▶ [WORK REQUIRED]
Every entry needs to appear again exactly as written below.

[Entries taken from a collection]
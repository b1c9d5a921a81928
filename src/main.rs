//! Batch search over a corpus file.
//!
//! ```bash
//! grapheme-search življenje kršćanin --corpus corpus.txt --output results.txt
//! ```
//!
//! With no query arguments the query is read from stdin.

use clap::Parser;
use rust_grapheme_search::batch::{self, BatchRequest};
use rust_grapheme_search::{Result, SearchError, SearchOptions};
use std::io::{self, BufRead, Write};
use std::path::PathBuf;
use std::process::ExitCode;
use tracing_subscriber::EnvFilter;

/// Search a historical corpus for every graphematic variant of a word
#[derive(Parser, Debug)]
#[command(name = "grapheme-search")]
#[command(about = "Search a historical corpus for every graphematic variant of a word")]
struct Args {
    /// Words in modern standard orthography (prompted for when omitted)
    queries: Vec<String>,

    /// UTF-8 corpus file
    #[arg(long, default_value = "corpus.txt", env = "GRAPHEME_CORPUS")]
    corpus: PathBuf,

    /// Results file
    #[arg(short, long, default_value = "results.txt", env = "GRAPHEME_OUTPUT")]
    output: PathBuf,

    /// Match whole words only
    #[arg(long)]
    whole_word: bool,

    /// Drop tokenisation noise and apply the syllabic-r rule
    #[arg(long)]
    post_filters: bool,

    /// Only accept q before u or v
    #[arg(long)]
    qu_rule: bool,

    /// Words of context on each side of a match
    #[arg(long, default_value_t = rust_grapheme_search::config::DEFAULT_CONTEXT_WORDS)]
    context: usize,

    /// Write structured hits as JSON instead of KWIC text
    #[arg(long)]
    json: bool,
}

impl Args {
    fn options(&self) -> SearchOptions {
        SearchOptions::default()
            .whole_word(self.whole_word)
            .post_filters(self.post_filters)
            .qu_rule(self.qu_rule)
            .context_words(self.context)
    }

    fn into_request(self) -> Result<BatchRequest> {
        let options = self.options();
        let queries = if self.queries.is_empty() {
            vec![prompt_query()?]
        } else {
            self.queries
        };
        Ok(BatchRequest {
            queries,
            corpus: self.corpus,
            output: self.output,
            options,
            json: self.json,
        })
    }
}

fn prompt_query() -> Result<String> {
    print!("Enter a query (e.g. 'življen'): ");
    io::stdout().flush().map_err(SearchError::Input)?;
    let mut line = String::new();
    io::stdin().lock().read_line(&mut line).map_err(SearchError::Input)?;
    Ok(line)
}

fn main() -> ExitCode {
    tracing_subscriber::fmt()
        .with_env_filter(
            EnvFilter::try_from_default_env()
                .unwrap_or_else(|_| EnvFilter::new("rust_grapheme_search=info,grapheme_search=info")),
        )
        .with_writer(io::stderr)
        .init();

    let outcome = Args::parse().into_request().and_then(|request| {
        batch::run(&request)?;
        println!("Results written to '{}'.", request.output.display());
        Ok(())
    });
    if let Err(e) = &outcome {
        eprintln!("{e}");
    }
    ExitCode::from(batch::exit_status(&outcome))
}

▶ [ANSWER AREA]
repository b1c9d5a921a81928
filename src/main.rs
//! Batch search over a corpus file.
//!
//! ```bash
//! grapheme-search življenje kršćanin --corpus corpus.txt --output results.txt
//! ```
//!
//! With no query arguments the query is read from stdin.

use clap::Parser;
use rust_grapheme_search::batch::{self, BatchRequest};
use rust_grapheme_search::{Result, SearchError, SearchOptions};
use std::io::{self, BufRead, Write};
use std::path::PathBuf;
use std::process::ExitCode;
use tracing_subscriber::EnvFilter;

/// Search a historical corpus for every graphematic variant of a word
#[derive(Parser, Debug)]
#[command(name = "grapheme-search")]
#[command(about = "Search a historical corpus for every graphematic variant of a word")]
struct Args {
    /// Words in modern standard orthography (prompted for when omitted)
    queries: Vec<String>,

    /// UTF-8 corpus file
    #[arg(long, default_value = "corpus.txt", env = "GRAPHEME_CORPUS")]
    corpus: PathBuf,

    /// Results file
    #[arg(short, long, default_value = "results.txt", env = "GRAPHEME_OUTPUT")]
    output: PathBuf,

    /// Match whole words only
    #[arg(long)]
    whole_word: bool,

    /// Drop tokenisation noise and apply the syllabic-r rule
    #[arg(long)]
    post_filters: bool,

    /// Only accept q before u or v
    #[arg(long)]
    qu_rule: bool,

    /// Words of context on each side of a match
    #[arg(long, default_value_t = rust_grapheme_search::config::DEFAULT_CONTEXT_WORDS)]
    context: usize,

    /// Write structured hits as JSON instead of KWIC text
    #[arg(long)]
    json: bool,
}

impl Args {
    fn options(&self) -> SearchOptions {
        SearchOptions::default()
            .whole_word(self.whole_word)
            .post_filters(self.post_filters)
            .qu_rule(self.qu_rule)
            .context_words(self.context)
    }

    fn into_request(self) -> Result<BatchRequest> {
        let options = self.options();
        let queries = if self.queries.is_empty() {
            vec![prompt_query()?]
        } else {
            self.queries
        };
        Ok(BatchRequest {
            queries,
            corpus: self.corpus,
            output: self.output,
            options,
            json: self.json,
        })
    }
}

fn prompt_query() -> Result<String> {
    print!("Enter a query (e.g. 'življen'): ");
    io::stdout().flush().map_err(SearchError::Input)?;
    let mut line = String::new();
    io::stdin().lock().read_line(&mut line).map_err(SearchError::Input)?;
    Ok(line)
}

fn main() -> ExitCode {
    tracing_subscriber::fmt()
        .with_env_filter(
            EnvFilter::try_from_default_env()
                .unwrap_or_else(|_| EnvFilter::new("rust_grapheme_search=info,grapheme_search=info")),
        )
        .with_writer(io::stderr)
        .init();

    let outcome = Args::parse().into_request().and_then(|request| {
        batch::run(&request)?;
        println!("Results written to '{}'.", request.output.display());
        Ok(())
    });
    if let Err(e) = &outcome {
        eprintln!("{e}");
    }
    ExitCode::from(batch::exit_status(&outcome))
}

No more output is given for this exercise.